OBJECTIVE: The purpose of this article is to report our intermediate to long-term outcomes with image-guided percutaneous hepatic tumor cryoablation and to evaluate its technical success, technique efficacy, local tumor progression, and adverse event rate. MATERIALS AND METHODS: Between 1998 and 2014, 299 hepatic tumors (243 metastases and 56 primary tumors; mean diameter, 2.5 cm; median diameter, 2.2 cm; range, 0.3-7.8 cm) in 186 patients (95 women; mean age, 60.9 years; range, 29-88 years) underwent cryoablation during 236 procedures using CT (n = 126), MRI (n = 100), or PET/CT (n = 10) guidance. Technical success, technique efficacy at 3 months, local tumor progression (mean follow-up, 2.5 years; range, 2 months to 14.6 years), and adverse event rates were calculated. RESULTS: The technical success rate was 94.6% (279/295). The technique efficacy rate was 89.5% (231/258) and was greater for tumors smaller than 4 cm (93.4%; 213/228) than for larger tumors (60.0%; 18/30) (p < 0.0001).

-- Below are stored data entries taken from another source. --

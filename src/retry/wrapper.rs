//! Strategies that decorate another strategy with a stopping condition.

use std::time::Duration;

use tokio::time::Instant;

#[cfg(feature = "serde")]
use serde::{Deserialize, Serialize};

use super::strategy::{DelayStream, Stopped, Strategy};

/// Something that can wrap a strategy into a new one.
pub trait Wrapper {
    /// Wrap `strategy`.
    fn wrap<'s, S>(&self, strategy: S) -> Box<dyn Strategy + 's>
    where
        S: Strategy + 's;
}

/// Stops the inner strategy after `max_retries` delays.
///
/// Pulls are counted, not successful delays: an inner stream that stops early
/// is forwarded as is.
///
/// # Examples
///
/// ```rust
/// use backstep::retry::{max_retries, zero, DelayStreamExt, Strategy};
///
/// let delays = max_retries(3, zero()).stream().until_stop().count();
/// assert_eq!(delays, 3);
/// ```
#[derive(Debug, Clone, PartialEq, Eq)]
#[cfg_attr(feature = "serde", derive(Serialize, Deserialize))]
pub struct MaxRetries<S> {
    /// Maximum number of delays to pass through.
    pub max_retries: u32,
    /// The wrapped strategy.
    pub strategy: S,
}

/// Wrap `strategy` so that it allows at most `n` retries.
pub fn max_retries<S: Strategy>(n: u32, strategy: S) -> MaxRetries<S> {
    MaxRetries {
        max_retries: n,
        strategy,
    }
}

impl<S: Strategy> Strategy for MaxRetries<S> {
    fn stream(&self) -> Box<dyn DelayStream> {
        Box::new(MaxRetriesStream {
            max_retries: self.max_retries,
            pulls: 0,
            inner: self.strategy.stream(),
        })
    }
}

struct MaxRetriesStream {
    max_retries: u32,
    pulls: u32,
    inner: Box<dyn DelayStream>,
}

impl DelayStream for MaxRetriesStream {
    fn next_delay(&mut self) -> Result<Duration, Stopped> {
        if self.pulls >= self.max_retries {
            return Err(Stopped::new(format!(
                "maximum retries elapsed: {}",
                self.max_retries
            )));
        }
        self.pulls += 1;
        self.inner.next_delay()
    }
}

/// Stops the inner strategy once `max_elapsed_time` has passed.
///
/// The clock starts when the stream is created, which the driver does at the
/// start of every call, so a long-lived strategy value never expires early.
/// The check runs on each pull: a long delay that overshoots the limit is not
/// cut short, the following pull stops.
#[derive(Debug, Clone, PartialEq, Eq)]
#[cfg_attr(feature = "serde", derive(Serialize, Deserialize))]
pub struct MaxElapsedTime<S> {
    /// Time after which the stream stops.
    pub max_elapsed_time: Duration,
    /// The wrapped strategy.
    pub strategy: S,
}

/// Wrap `strategy` so that it stops after `d` of wall-clock time.
pub fn max_elapsed_time<S: Strategy>(d: Duration, strategy: S) -> MaxElapsedTime<S> {
    MaxElapsedTime {
        max_elapsed_time: d,
        strategy,
    }
}

impl<S: Strategy> Strategy for MaxElapsedTime<S> {
    fn stream(&self) -> Box<dyn DelayStream> {
        Box::new(MaxElapsedTimeStream {
            max_elapsed_time: self.max_elapsed_time,
            start: Instant::now(),
            inner: self.strategy.stream(),
        })
    }
}

struct MaxElapsedTimeStream {
    max_elapsed_time: Duration,
    start: Instant,
    inner: Box<dyn DelayStream>,
}

impl DelayStream for MaxElapsedTimeStream {
    fn next_delay(&mut self) -> Result<Duration, Stopped> {
        if self.start.elapsed() > self.max_elapsed_time {
            return Err(Stopped::new(format!(
                "retrying time elapsed: {:?}",
                self.max_elapsed_time
            )));
        }
        self.inner.next_delay()
    }
}

/// A stopping condition recorded by the retry options.
///
/// Conditions are applied in the order they were added, each one wrapping the
/// strategy produced by the previous.
#[derive(Debug, Clone, Copy, PartialEq, Eq)]
#[cfg_attr(feature = "serde", derive(Serialize, Deserialize))]
#[cfg_attr(feature = "serde", serde(rename_all = "snake_case"))]
pub enum StopCondition {
    /// See [`MaxRetries`].
    MaxRetries(u32),
    /// See [`MaxElapsedTime`].
    MaxElapsedTime(Duration),
}

impl Wrapper for StopCondition {
    fn wrap<'s, S>(&self, strategy: S) -> Box<dyn Strategy + 's>
    where
        S: Strategy + 's,
    {
        match *self {
            StopCondition::MaxRetries(n) => Box::new(max_retries(n, strategy)),
            StopCondition::MaxElapsedTime(d) => Box::new(max_elapsed_time(d, strategy)),
        }
    }
}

Local tumor progression occurred in 23.3% (60/258) of tumors and was significantly more common after the treatment of tumors 4 cm or larger (63.3%; 19/30) compared with smaller tumors (18.0%; 41/228) (p < 0.0001). Adverse events followed 33.8% (80/236) of procedures and were grade 3-5 in 10.6% (25/236) of cases. Grade 3 or greater adverse events more commonly followed the treatment of larger tumors (19.5%; 8/41) compared with smaller tumors (8.7%; 17/195) (p = 0.04). CONCLUSION: Image-guided percutaneous cryoablation of hepatic tumors is efficacious; however, tumors smaller than 4 cm are more likely to be treated successfully and without an adverse event.